FEASTA: A Flexible and Efficient Accelerator for Sparse Tensor Algebra in Machine Learning
Kai Zhong,Zhenhua Zhu,Guohao Dai,Hongyi Wang,Xinhao Yang,Haoyu Zhang,Jin Si,Qiuli Mao,Shulin Zeng,Ke Hong,Genghan Zhang,Huazhong Yang,Yu Wang
DOI: https://doi.org/10.1145/3620666.3651336
2024-01-01
Abstract:Recently, sparse tensor algebra (SpTA) plays an increasingly important role in machine learning. However, due to the unstructured sparsity of SpTA, the general-purpose processors (e.g., GPU and CPU) are inefficient because of the underutilized hardware resources. Sparse kernel accelerators are optimized for specific tasks. However, their dedicated processing units and data paths cannot effectively support other SpTA tasks with different dataflow and various sparsity, resulting in performance degradation. This paper proposes FEASTA, a Flexible and Efficient Accelerator for Sparse Tensor Algebra. To process general SpTA tasks with various sparsity efficiently, we design FEASTA meticulously from three levels. At the dataflow abstraction level, we apply the Einstein Summation on the sparse fiber tree data structure to model the unified execution flow of general SpTA as joining and merging the fiber tree. At the instruction set architecture (ISA) level, a general SpTA ISA is proposed based on the execution flow. It includes different types of instructions for dense and sparse data, achieving flexibility and efficiency at the instruction level.

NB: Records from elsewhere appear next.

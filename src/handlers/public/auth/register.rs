use axum::extract::State;
use std::collections::HashMap;

use crate::api::RegisterRequest;
use crate::auth::password::{
    hash_password, validate_email_format, validate_username_format, PasswordPolicy,
};
use crate::database::models::NewUser;
use crate::database::DatabaseError;
use crate::error::ApiError;
use crate::middleware::{ApiResponse, ApiResult, JsonBody, Message};
use crate::state::AppState;

/// POST /api/auth/register - Register new user account
///
/// Expected Input:
/// ```json
/// { "username": "thomas", "email": "thomas@example.com", "password": "Secret#1" }
/// ```
///
/// Fails with `VALIDATION_ERROR` and per-field messages when the username,
/// email or password break the rules, or when the username or email is taken.
pub async fn register(
    State(state): State<AppState>,
    JsonBody(payload): JsonBody<RegisterRequest>,
) -> ApiResult<Message> {
    let mut field_errors = HashMap::new();

    if let Err(msg) = validate_username_format(&payload.username) {
        field_errors.insert("username".to_string(), msg);
    }
    if let Err(msg) = validate_email_format(&payload.email) {
        field_errors.insert("email".to_string(), msg);
    }
    if let Err(problems) = PasswordPolicy::default().validate(&payload.password) {
        field_errors.insert("password".to_string(), problems.join("; "));
    }

    if field_errors.is_empty() {
        if state.users.find_by_username(&payload.username).await?.is_some() {
            field_errors.insert("username".to_string(), username_taken(&payload.username));
        }
        if state.users.find_by_email(&payload.email).await?.is_some() {
            field_errors.insert("email".to_string(), email_taken(&payload.email));
        }
    }

    if !field_errors.is_empty() {
        tracing::info!("Registration rejected for '{}': {:?}", payload.username, field_errors.keys());
        return Err(ApiError::validation_error("Registration failed", Some(field_errors)));
    }

    let new_user = NewUser {
        username: payload.username.clone(),
        email: payload.email.clone(),
        password_hash: hash_password(&payload.password)?,
    };

    // A concurrent registration can still win the race to the constraint.
    match state.users.create(&new_user).await {
        Ok(user) => {
            tracing::info!("Registered user {} ({})", user.username, user.id);
            Ok(ApiResponse::success(Message::new("User registered successfully")))
        }
        Err(DatabaseError::UniqueViolation(constraint)) if constraint.contains("username") => {
            Err(ApiError::field_error("username", username_taken(&payload.username)))
        }
        Err(DatabaseError::UniqueViolation(_)) => {
            Err(ApiError::field_error("email", email_taken(&payload.email)))
        }
        Err(e) => Err(e.into()),
    }
}

fn username_taken(username: &str) -> String {
    format!("Username '{}' is already taken", username)
}

fn email_taken(email: &str) -> String {
    format!("Email '{}' is already taken", email)
}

At the architecture level, an instruction-driven architecture consisting of configurable and high-performance function units is designed, supporting the flexible and efficient ISA. Evaluations show that FEASTA has 5.40× geomean energy efficiency improvements compared to GPU among various workloads. FEASTA delivers 1.47× and 3.19× higher performance on sparse matrix multiplication kernels compared to state-of-the-art sparse matrix accelerator and CPU extension. Across diverse kernels, FEASTA achieves 1.69-12.70× energy efficiency over existing architectures.